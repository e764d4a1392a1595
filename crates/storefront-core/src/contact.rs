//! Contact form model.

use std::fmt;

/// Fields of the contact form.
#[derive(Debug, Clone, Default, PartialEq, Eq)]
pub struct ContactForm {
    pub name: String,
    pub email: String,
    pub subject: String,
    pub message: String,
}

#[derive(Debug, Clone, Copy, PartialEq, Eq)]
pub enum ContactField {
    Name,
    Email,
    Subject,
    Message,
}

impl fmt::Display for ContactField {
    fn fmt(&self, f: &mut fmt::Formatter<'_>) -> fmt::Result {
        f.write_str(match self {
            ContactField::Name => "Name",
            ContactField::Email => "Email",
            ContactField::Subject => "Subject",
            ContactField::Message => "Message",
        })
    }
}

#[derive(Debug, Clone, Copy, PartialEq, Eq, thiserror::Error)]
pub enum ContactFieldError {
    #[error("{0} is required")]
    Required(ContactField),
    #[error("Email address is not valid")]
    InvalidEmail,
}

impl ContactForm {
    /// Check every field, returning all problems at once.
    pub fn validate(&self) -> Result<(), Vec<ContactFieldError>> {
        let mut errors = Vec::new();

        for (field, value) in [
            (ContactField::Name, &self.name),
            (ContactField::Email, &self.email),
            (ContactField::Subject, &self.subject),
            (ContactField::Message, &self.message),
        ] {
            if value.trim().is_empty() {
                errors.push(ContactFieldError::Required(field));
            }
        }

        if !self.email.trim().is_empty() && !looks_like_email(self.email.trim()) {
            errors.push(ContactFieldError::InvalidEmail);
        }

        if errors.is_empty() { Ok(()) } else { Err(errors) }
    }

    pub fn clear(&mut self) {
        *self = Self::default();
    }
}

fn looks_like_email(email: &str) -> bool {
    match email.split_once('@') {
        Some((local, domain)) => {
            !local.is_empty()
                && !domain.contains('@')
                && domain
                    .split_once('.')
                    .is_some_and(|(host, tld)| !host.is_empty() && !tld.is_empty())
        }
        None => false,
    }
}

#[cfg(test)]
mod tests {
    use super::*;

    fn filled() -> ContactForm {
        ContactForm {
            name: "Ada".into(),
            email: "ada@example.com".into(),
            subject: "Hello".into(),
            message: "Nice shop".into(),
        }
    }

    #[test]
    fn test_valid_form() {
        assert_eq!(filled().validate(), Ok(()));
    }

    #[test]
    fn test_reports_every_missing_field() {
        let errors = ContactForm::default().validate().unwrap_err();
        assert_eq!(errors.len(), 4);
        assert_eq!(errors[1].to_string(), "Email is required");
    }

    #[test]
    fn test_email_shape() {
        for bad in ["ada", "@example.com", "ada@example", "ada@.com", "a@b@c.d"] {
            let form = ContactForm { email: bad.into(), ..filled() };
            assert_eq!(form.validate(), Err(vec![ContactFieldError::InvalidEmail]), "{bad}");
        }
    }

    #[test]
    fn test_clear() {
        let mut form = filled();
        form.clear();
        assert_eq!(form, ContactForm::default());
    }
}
+-------+
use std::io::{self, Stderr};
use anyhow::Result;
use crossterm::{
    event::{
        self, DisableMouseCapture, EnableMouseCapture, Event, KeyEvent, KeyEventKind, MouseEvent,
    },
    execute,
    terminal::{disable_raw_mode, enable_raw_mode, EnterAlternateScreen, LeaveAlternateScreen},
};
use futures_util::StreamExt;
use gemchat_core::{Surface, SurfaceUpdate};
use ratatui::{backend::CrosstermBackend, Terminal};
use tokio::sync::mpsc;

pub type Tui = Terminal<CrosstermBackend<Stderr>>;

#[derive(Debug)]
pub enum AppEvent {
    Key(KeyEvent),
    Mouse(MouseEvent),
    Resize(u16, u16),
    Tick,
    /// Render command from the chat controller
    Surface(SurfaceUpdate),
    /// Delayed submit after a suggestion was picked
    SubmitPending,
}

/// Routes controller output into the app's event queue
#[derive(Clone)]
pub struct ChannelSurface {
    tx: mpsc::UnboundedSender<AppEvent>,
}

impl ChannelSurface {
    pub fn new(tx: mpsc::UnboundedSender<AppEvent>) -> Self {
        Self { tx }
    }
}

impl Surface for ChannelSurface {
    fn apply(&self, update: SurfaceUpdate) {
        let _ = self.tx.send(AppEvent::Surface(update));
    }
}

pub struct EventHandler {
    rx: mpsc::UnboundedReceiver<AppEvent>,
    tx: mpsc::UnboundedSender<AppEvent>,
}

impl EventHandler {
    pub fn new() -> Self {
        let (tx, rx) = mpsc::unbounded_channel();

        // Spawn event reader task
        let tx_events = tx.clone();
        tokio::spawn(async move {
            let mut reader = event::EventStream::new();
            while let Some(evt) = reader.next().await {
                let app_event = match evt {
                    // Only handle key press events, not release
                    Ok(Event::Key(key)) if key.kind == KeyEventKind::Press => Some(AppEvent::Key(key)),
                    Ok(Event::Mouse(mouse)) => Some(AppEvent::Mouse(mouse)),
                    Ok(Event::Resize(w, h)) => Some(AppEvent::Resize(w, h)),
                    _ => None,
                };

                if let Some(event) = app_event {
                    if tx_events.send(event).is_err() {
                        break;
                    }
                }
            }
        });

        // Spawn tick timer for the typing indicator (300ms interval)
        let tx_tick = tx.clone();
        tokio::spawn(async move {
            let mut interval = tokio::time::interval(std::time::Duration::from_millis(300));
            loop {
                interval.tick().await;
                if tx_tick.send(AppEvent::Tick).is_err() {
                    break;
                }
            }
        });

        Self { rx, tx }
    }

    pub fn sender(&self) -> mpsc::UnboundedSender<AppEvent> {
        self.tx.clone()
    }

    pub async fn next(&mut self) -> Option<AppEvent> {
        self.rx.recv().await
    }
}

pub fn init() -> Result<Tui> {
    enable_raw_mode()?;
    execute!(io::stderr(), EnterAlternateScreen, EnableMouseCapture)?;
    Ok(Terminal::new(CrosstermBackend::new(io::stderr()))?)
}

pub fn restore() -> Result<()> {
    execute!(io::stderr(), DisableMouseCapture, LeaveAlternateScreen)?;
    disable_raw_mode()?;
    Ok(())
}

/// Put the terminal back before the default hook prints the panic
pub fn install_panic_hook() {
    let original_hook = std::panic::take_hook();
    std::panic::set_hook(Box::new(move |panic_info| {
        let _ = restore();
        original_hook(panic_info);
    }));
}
+-------+
● REQUIRED ACTION
Find the line with "repository e764d4a1392a1595" in the entries above. Retype it and each line after it, exactly, through the line with "Some((local, domain)) =>", and stop there.

● YOUR RESPONSE
repository e764d4a1392a1595
filename crates/storefront-core/src/contact.rs
//! Contact form model.

use std::fmt;

/// Fields of the contact form.
#[derive(Debug, Clone, Default, PartialEq, Eq)]
pub struct ContactForm {
    pub name: String,
    pub email: String,
    pub subject: String,
    pub message: String,
}

#[derive(Debug, Clone, Copy, PartialEq, Eq)]
pub enum ContactField {
    Name,
    Email,
    Subject,
    Message,
}

impl fmt::Display for ContactField {
    fn fmt(&self, f: &mut fmt::Formatter<'_>) -> fmt::Result {
        f.write_str(match self {
            ContactField::Name => "Name",
            ContactField::Email => "Email",
            ContactField::Subject => "Subject",
            ContactField::Message => "Message",
        })
    }
}

#[derive(Debug, Clone, Copy, PartialEq, Eq, thiserror::Error)]
pub enum ContactFieldError {
    #[error("{0} is required")]
    Required(ContactField),
    #[error("Email address is not valid")]
    InvalidEmail,
}

impl ContactForm {
    /// Check every field, returning all problems at once.
    pub fn validate(&self) -> Result<(), Vec<ContactFieldError>> {
        let mut errors = Vec::new();

        for (field, value) in [
            (ContactField::Name, &self.name),
            (ContactField::Email, &self.email),
            (ContactField::Subject, &self.subject),
            (ContactField::Message, &self.message),
        ] {
            if value.trim().is_empty() {
                errors.push(ContactFieldError::Required(field));
            }
        }

        if !self.email.trim().is_empty() && !looks_like_email(self.email.trim()) {
            errors.push(ContactFieldError::InvalidEmail);
        }

        if errors.is_empty() { Ok(()) } else { Err(errors) }
    }

    pub fn clear(&mut self) {
        *self = Self::default();
    }
}

fn looks_like_email(email: &str) -> bool {
    match email.split_once('@') {
        Some((local, domain)) => {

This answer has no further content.